=== Begin Enclosure ===
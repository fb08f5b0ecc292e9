//! High-level public API for archive creation and extraction.
//!
//! These functions run on a default [`Engine`]. Build an `Engine` with an
//! [`EngineConfig`](crate::EngineConfig) to change compression, symlink or
//! permission handling.

use std::path::Path;

use crate::Engine;
use crate::EngineError;
use crate::ExtractionReport;
use crate::creation::CreationReport;

/// Version of the engine.
pub const VERSION: &str = env!("CARGO_PKG_VERSION");

/// Creates a ZIP archive from a file or directory.
///
/// A non-empty `password` encrypts every file entry with AES-256; `None` or
/// an empty password writes plain DEFLATE entries.
///
/// # Errors
///
/// Returns an error if:
/// - Either path is empty
/// - The source does not exist or cannot be read
/// - The destination cannot be written
///
/// # Examples
///
/// ```no_run
/// use zipkit_core::create_archive;
///
/// # fn main() -> Result<(), Box<dyn std::error::Error>> {
/// let report = create_archive("src", "out/src.zip", None)?;
/// println!("Created archive with {} files", report.files_added);
/// # Ok(())
/// # }
/// ```
pub fn create_archive<P: AsRef<Path>, Q: AsRef<Path>>(
    source: P,
    destination: Q,
    password: Option<&str>,
) -> Result<CreationReport, EngineError> {
    Engine::default().create_archive(source, destination, password)
}

/// Extracts a ZIP archive into a directory.
///
/// # Errors
///
/// Returns an error if:
/// - Either path is empty
/// - The archive does not exist or is malformed
/// - An entry would be written outside `destination`
/// - An encrypted entry cannot be decrypted with `password`
/// - I/O operations fail
///
/// # Examples
///
/// ```no_run
/// use zipkit_core::extract_archive;
///
/// # fn main() -> Result<(), Box<dyn std::error::Error>> {
/// let report = extract_archive("archive.zip", "/tmp/output", Some("secret"))?;
/// println!("Extracted {} files", report.files_extracted);
/// # Ok(())
/// # }
/// ```
pub fn extract_archive<P: AsRef<Path>, Q: AsRef<Path>>(
    source: P,
    destination: Q,
    password: Option<&str>,
) -> Result<ExtractionReport, EngineError> {
    Engine::default().extract_archive(source, destination, password)
}

/// Returns the engine version string.
///
/// ```
/// assert!(!zipkit_core::version().is_empty());
/// ```
#[must_use]
pub const fn version() -> &'static str {
    VERSION
}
=== End Enclosure ===
▶ [Work to complete]: Across the records above, return every line that contains the word "Result".

▶ [Answer section]:
/// # fn main() -> Result<(), Box<dyn std::error::Error>> {
) -> Result<CreationReport, EngineError> {
/// # fn main() -> Result<(), Box<dyn std::error::Error>> {
) -> Result<ExtractionReport, EngineError> {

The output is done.